Reinsurers warned about failure rate of mergers: Information technology
told yesterday. Hiring people rather than financial acquisition was seen as better. David Fox reports.
The 12th International Reinsurance Congress Two thirds of mergers and acquisitions in the reinsurance industry will fail to achieve their objectives, the 12th International Reinsurance Congress was told yesterday.
Zurich Re (North America) Inc. senior vice president, Paul Braithwaite, said poor planning, incompatible information technology and disparate cultures would be their downfall.
The three-day conference with more than 200 delegates was opened yesterday afternoon by Premier Pamela Gordon. It ends on Friday.
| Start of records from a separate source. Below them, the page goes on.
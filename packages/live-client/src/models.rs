//! Notification and connection state types

use std::fmt;

use serde::{Deserialize, Deserializer, Serialize};
use serde_json::{Map, Number, Value};

/// Identity of a notification as assigned by the server
///
/// The push service uses numeric ids for persisted notifications and string
/// ids for some live-class events, so both shapes are accepted. Numbers are
/// kept as sent so they echo back unchanged.
#[derive(Debug, Clone, PartialEq, Eq, Hash, Serialize, Deserialize)]
#[serde(untagged)]
pub enum NotificationId {
    Number(Number),
    Text(String),
}

impl fmt::Display for NotificationId {
    fn fmt(&self, f: &mut fmt::Formatter<'_>) -> fmt::Result {
        match self {
            NotificationId::Number(n) => write!(f, "{}", n),
            NotificationId::Text(s) => write!(f, "{}", s),
        }
    }
}

impl From<i64> for NotificationId {
    fn from(id: i64) -> Self {
        NotificationId::Number(id.into())
    }
}

impl From<&str> for NotificationId {
    fn from(id: &str) -> Self {
        NotificationId::Text(id.to_string())
    }
}

impl From<String> for NotificationId {
    fn from(id: String) -> Self {
        NotificationId::Text(id)
    }
}

/// A server-pushed notification
///
/// Only `id` and `read` are interpreted by the client. Every other field is
/// kept in `payload` and serialized back unchanged.
///
/// Live-class announcements may arrive without an `id`; they are listed but
/// cannot be targeted by mark-as-read or delete.
#[derive(Debug, Clone, PartialEq, Serialize, Deserialize)]
pub struct Notification {
    #[serde(default, skip_serializing_if = "Option::is_none")]
    pub id: Option<NotificationId>,

    /// `None` when the server sent no boolean `read` field
    #[serde(
        default,
        deserialize_with = "lenient_bool",
        skip_serializing_if = "Option::is_none"
    )]
    pub read: Option<bool>,

    #[serde(flatten)]
    pub payload: Map<String, Value>,
}

/// Accept any JSON value for `read`, keeping it only if it is a boolean
fn lenient_bool<'de, D>(deserializer: D) -> Result<Option<bool>, D::Error>
where
    D: Deserializer<'de>,
{
    let value = Value::deserialize(deserializer)?;
    Ok(value.as_bool())
}

impl Notification {
    pub fn new(id: impl Into<NotificationId>, read: bool) -> Self {
        Self {
            id: Some(id.into()),
            read: Some(read),
            payload: Map::new(),
        }
    }

    /// A notification the server sent without an `id`
    pub fn without_id(read: bool) -> Self {
        Self {
            id: None,
            read: Some(read),
            payload: Map::new(),
        }
    }

    pub fn has_id(&self, id: &NotificationId) -> bool {
        self.id.as_ref() == Some(id)
    }

    /// Attach an extra payload field
    pub fn with_field(mut self, key: impl Into<String>, value: impl Into<Value>) -> Self {
        self.payload.insert(key.into(), value.into());
        self
    }

    /// Unread means an explicit `read: false`; a missing flag is not unread.
    pub fn is_unread(&self) -> bool {
        self.read == Some(false)
    }
}

/// Connection state as seen by consumers of the client
#[derive(Debug, Clone, Copy, PartialEq, Eq, Default, Serialize, Deserialize)]
#[serde(rename_all = "lowercase")]
pub enum ConnectionStatus {
    /// Waiting for a token or a handshake in flight
    #[default]
    Connecting,
    /// Socket open, heartbeat running
    Connected,
    /// Socket closed or broken, retry pending
    Error,
    /// Retry budget exhausted; only a manual reconnect or new token resumes
    Disconnected,
}

impl ConnectionStatus {
    pub fn is_connected(&self) -> bool {
        matches!(self, Self::Connected)
    }
}

impl fmt::Display for ConnectionStatus {
    fn fmt(&self, f: &mut fmt::Formatter<'_>) -> fmt::Result {
        match self {
            Self::Connecting => write!(f, "connecting"),
            Self::Connected => write!(f, "connected"),
            Self::Error => write!(f, "error"),
            Self::Disconnected => write!(f, "disconnected"),
        }
    }
}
Mr. Braithwaite, an actuary by training, said that while consolidation was having a profound effect on the reinsurance industry, many mergers would fail to yield the anticipated benefits.
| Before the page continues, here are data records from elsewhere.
//! In-memory implementation of the KvStore trait.
//!
//! This is primarily for testing. It has the same semantics as SQLite
//! but keeps everything in memory with no persistence.

use std::collections::BTreeMap;
use std::ops::Bound;
use std::sync::RwLock;

use crate::error::Result;
use crate::traits::KvStore;

/// In-memory store implementation.
///
/// All data is lost when the store is dropped. Thread-safe via RwLock.
/// A BTreeMap keeps keys sorted so prefix listing is a range scan.
#[derive(Debug, Default)]
pub struct MemoryStore {
    inner: RwLock<BTreeMap<String, Vec<u8>>>,
}

impl MemoryStore {
    /// Create a new empty in-memory store.
    pub fn new() -> Self {
        Self::default()
    }

    /// Number of stored keys.
    pub fn len(&self) -> usize {
        self.inner.read().unwrap().len()
    }

    /// Whether the store is empty.
    pub fn is_empty(&self) -> bool {
        self.len() == 0
    }
}

impl KvStore for MemoryStore {
    fn get(&self, key: &str) -> Result<Option<Vec<u8>>> {
        Ok(self.inner.read().unwrap().get(key).cloned())
    }

    fn set(&self, key: &str, value: &[u8]) -> Result<()> {
        self.inner
            .write()
            .unwrap()
            .insert(key.to_string(), value.to_vec());
        Ok(())
    }

    fn remove(&self, key: &str) -> Result<()> {
        self.inner.write().unwrap().remove(key);
        Ok(())
    }

    fn list_prefix(&self, prefix: &str) -> Result<Vec<String>> {
        let inner = self.inner.read().unwrap();
        let keys = inner
            .range::<str, _>((Bound::Included(prefix), Bound::Unbounded))
            .take_while(|(k, _)| k.starts_with(prefix))
            .map(|(k, _)| k.clone())
            .collect();
        Ok(keys)
    }
}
The trend towards concentration drove the number of US reinsurers down from 125 in 1989 to just 54 last year. Business and strategy reasons for the trend include the growth and abundance of capital in the industry.
He has counted 45 consolidation deals in the last five years, with more expected before the end of the year. And these exclude a number of companies that went out of business.
"In 1984,'' he noted, "the top four reinsurers controlled 22 percent of the global reinsurance market. That was a very non-concentrated industry. By 1996, the top four controlled almost twice that share, 41 percent, which is still a very healthy level of concentration and competition, but quite a significant change.'' He said if one bought a reinsurer -- but could not keep the people who developed the leading edge technology or those with strong client contacts -- one failed to acquire the desired franchise.
"You would be better off just hiring that group of people and not bother going through the trouble of a financial acquisition,'' he surmised.
"Information technology systems are increasingly complex and very difficult to merge. In my experience, whatever you do with them, it always costs more than you expect.
"And trying to merge two disparate cultures is virtually impossible.'' He said the pace of consolidations would slow. In an industry still over-capitalised, companies would still need to grow.
But he observed, "It is the reinsurers who add value that will continue to thrive. Reinsurers in the marketplace today are becoming more and more distinguished by those who really understand risk and really provide value to their clients, versus those that are just providing financial capacity.
"It is my belief that the separation will widen; the ones that truly provide value will continue to grow and prosper and the others will at some point fall by the wayside.'' Mergers and acquisitions occur because companies find it difficult to grow organically. As a mature industry, reinsurance won't grow as fast as the economy. But investors want to see a larger growth in earnings than the environment affords. So some companies see acquisition as the only way to grow to keep owners happy.
Globalisation is a second reason for consolidation. Companies see the acquisition of a different company in a different location as a good way to access new developing markets. A third reason is customers are demanding larger, more highly capitalised reinsurers.
"Ten to 15 years ago,'' Mr. Braithwaite recalled, "it was not uncommon for a ceding company with $500 million or a billion dollars in capital and surplus to reinsure their risks with a reinsurance company that had only $50 million in capital and surplus.
"This didn't really make a lot of sense. But due to pressures from rating agencies, due to insolvencies and due to people thinking a lot more about credit risk, this has changed.
Warning over merger mania "The bar has been raised to $100 million and then $200 million. Today, it is probably in the vicinity of $500 million in required capital and surplus for a reinsurer to access the market very broadly.
"Who knows where it will be a year or two from now. But we know that this is no longer the place for small reinsurance companies.'' A fourth reason for consolidation is expense ratios. He suggested an expectation that expense ratios would have been reduced over the years through the rash of consolidations. But the expense ratios, in fact, have gone up.
PRIME MOMENT -- Premier Pamela Gordon shares a light moment with congress chairmen, PriceWaterhouseCoopers US partner John Bailey (left) and Bermuda partner Ray Medeiros just moments before opening the 12th International Reinsurance Congress yesterday at the Hamilton Princess Hotel. The conference is held in Bermuda annually by Hawksmere plc in association with PriceWaterhouseCoopers.